Conflict-provoking issues and stressful circumstances are common in marriage, resulting in different reactions, even in emotional messages between couples. Behavioral couples therapy differs from IBCT in combining the opposite acceptance and change techniques. Change approaches are adopted to change some behaviors or compensate for the lack of behavioral skills (23). The husband’s criticizing behavior can be reduced, or the wife’s emotional behavior can be increased if efforts are made to make a change. In contrast, acceptance techniques are focused on accepting a behavior rather than adopting a behavior (22). Acceptance techniques can be employed to help a woman perceive her husband’s criticizing behavior when he is under excessive pressure or to help a husband empathize with his wife’s indifferent behaviors. Both acceptance and change techniques can mutually facilitate the change process (24). Couples who accept each other’s differences are more likely to change together. Once they accept change, they will accept each other more efficiently (21).

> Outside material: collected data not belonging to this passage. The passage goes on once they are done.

#[cfg(test)]
mod tests {
    use super::*;
    use crate::selection::RequestedVersion;
    use std::collections::HashMap;
    use std::path::{Path, PathBuf};

    const DOC: &str = r#"
version: 2
core:
  layers: [c]
versions:
  v1:
    oeinit: oe-init-build-env
    layers:
      - name: a
        paths: [/l/a]
      - name: b
        paths: [/l/b1, /l/b2]
        bbmask: [/l/b1/recipes-broken]
      - name: c
        paths: [/l/c]
      - name: d
        paths: [/l/d]
products:
  p:
    default_version: v1
    layers: [a, b]
    multiconfigs: [extra]
  q:
    default_version: v1
    layers: [d]
    subproducts:
      q-small: {description: Small}
      q-large: {conf: 'SIZE = "large"'}
  solo:
    default_version: v1
    multiconfig_enabled: false
"#;

    fn project(yaml: &str) -> Project {
        Project::parse(yaml, Path::new("/work/whisk.yaml"), HashMap::new()).unwrap()
    }

    fn selection(products: &[&str]) -> Selection {
        Selection {
            products: products.iter().map(|p| p.to_string()).collect(),
            mode: "m".to_string(),
            site: "s".to_string(),
            version: RequestedVersion::Default,
            actual_version: "v1".to_string(),
            build_dir: PathBuf::from("/work/build"),
        }
    }

    fn mask_for<'a>(plan: &'a LayerPlan, entry: &str) -> &'a [String] {
        &plan
            .masks
            .iter()
            .find(|m| m.entry == entry)
            .unwrap()
            .paths
    }

    #[test]
    fn test_entry_capabilities() {
        let project = project(DOC);
        let entries = entries(&project.document, &selection(&["p"]));
        assert_eq!(entries.len(), 2);
        assert_eq!(entries[0].name(), "core");
        assert_eq!(entries[0].layers(), ["c".to_string()]);
        assert_eq!(entries[1].name(), "p");
    }

    #[test]
    fn test_layer_union_and_masks() {
        let project = project(DOC);
        let plan = resolve(&project, &selection(&["p"])).unwrap();

        assert_eq!(plan.requested, vec!["a", "b", "c"]);
        assert_eq!(plan.layer_paths, vec!["/l/a", "/l/b1", "/l/b2", "/l/c"]);

        // The product masks only what lies outside the resolved set, plus bbmask
        assert_eq!(mask_for(&plan, "p"), ["/l/b1/recipes-broken", "/l/d"]);
        // Core masks the product layers it does not need itself
        assert_eq!(mask_for(&plan, "core"), ["/l/a", "/l/b1", "/l/b2", "/l/d"]);
    }

    #[test]
    fn test_missing_layers_names_product_and_version() {
        let yaml = DOC.replace("layers: [d]", "layers: [d, x, y, x]");
        let project = project(&yaml);
        let err = resolve(&project, &selection(&["q"])).unwrap_err();
        match err {
            Error::MissingLayers {
                product,
                layers,
                version,
            } => {
                assert_eq!(product, "q");
                assert_eq!(layers, "x y");
                assert_eq!(version, "v1");
            }
            other => panic!("unexpected error: {other}"),
        }
    }

    #[test]
    fn test_missing_core_layer() {
        let yaml = DOC.replace("layers: [c]", "layers: [c, zz]");
        let err = resolve(&project(&yaml), &selection(&["p"])).unwrap_err();
        assert!(matches!(err, Error::MissingLayers { ref product, .. } if product == "core"));
    }

    #[test]
    fn test_subproducts_and_multiconfigs() {
        let project = project(DOC);
        let plan = resolve(&project, &selection(&["p", "q"])).unwrap();

        assert_eq!(
            plan.subproducts.keys().collect::<Vec<_>>(),
            vec!["p", "q-large", "q-small", "solo"]
        );
        assert_eq!(plan.selected_subproducts, vec!["p", "q-large", "q-small"]);
        assert_eq!(
            plan.multiconfigs,
            vec!["extra", "product-p", "product-q-large", "product-q-small"]
        );
        assert_eq!(plan.subproducts["q-small"].product, "q");
        assert_eq!(plan.subproducts["q-large"].conf.as_deref(), Some("SIZE = \"large\""));
        assert!(plan.non_multiconfig_product.is_none());
    }

    #[test]
    fn test_duplicate_subproduct_names_both_products() {
        let yaml = DOC.replace("q-small: {description: Small}", "p: {description: Clash}");
        let err = resolve(&project(&yaml), &selection(&["solo"])).unwrap_err();
        match err {
            Error::DuplicateSubproduct {
                name,
                first,
                second,
            } => {
                assert_eq!(name, "p");
                assert_eq!(first, "p");
                assert_eq!(second, "q");
            }
            other => panic!("unexpected error: {other}"),
        }
    }

    #[test]
    fn test_non_multiconfig_product_alone() {
        let project = project(DOC);
        let plan = resolve(&project, &selection(&["solo"])).unwrap();
        assert_eq!(plan.non_multiconfig_product.as_deref(), Some("solo"));
        assert!(plan.multiconfigs.is_empty());
    }

    #[test]
    fn test_non_multiconfig_product_combined() {
        let err = resolve(&project(DOC), &selection(&["p", "solo"])).unwrap_err();
        assert!(matches!(err, Error::NonMulticonfigCombination { ref product, .. } if product == "solo"));
    }

    #[test]
    fn test_non_multiconfig_with_subproducts_or_multiconfigs() {
        let yaml = DOC.replace(
            "    multiconfig_enabled: false\n",
            "    multiconfig_enabled: false\n    subproducts: {s1: {}}\n",
        );
        let err = resolve(&project(&yaml), &selection(&["solo"])).unwrap_err();
        assert!(matches!(err, Error::MulticonfigConflict { feature: "subproducts", .. }));

        let yaml = DOC.replace(
            "    multiconfig_enabled: false\n",
            "    multiconfig_enabled: false\n    multiconfigs: [m]\n",
        );
        let err = resolve(&project(&yaml), &selection(&["solo"])).unwrap_err();
        assert!(matches!(err, Error::MulticonfigConflict { feature: "multiconfigs", .. }));
    }
}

The present study faced such limitations as using self-report instruments and analyzing a small sample size. The absence of a control group was another limitation of this study. Since the research was limited to Ramshir County, caution should be considered while generalizing the results.
Based on the results, IBCT improved emotion regulation and cognitive flexibility in couples experiencing marital conflicts and emotional divorce. Couples therapists can adopt IBCT workshops to enhance emotion regulation and cognitive flexibility. Future studies are recommended to compare IBCT with other family therapy and couples therapy approaches to measure the effectiveness of each technique in improving emotional regulation, cognitive flexibility, and other psychological variables. Moreover, cultural differences within Iran should be taken into account when conducting similar studies and analyzing whether cultural differences affect the effectiveness of this therapeutic approach.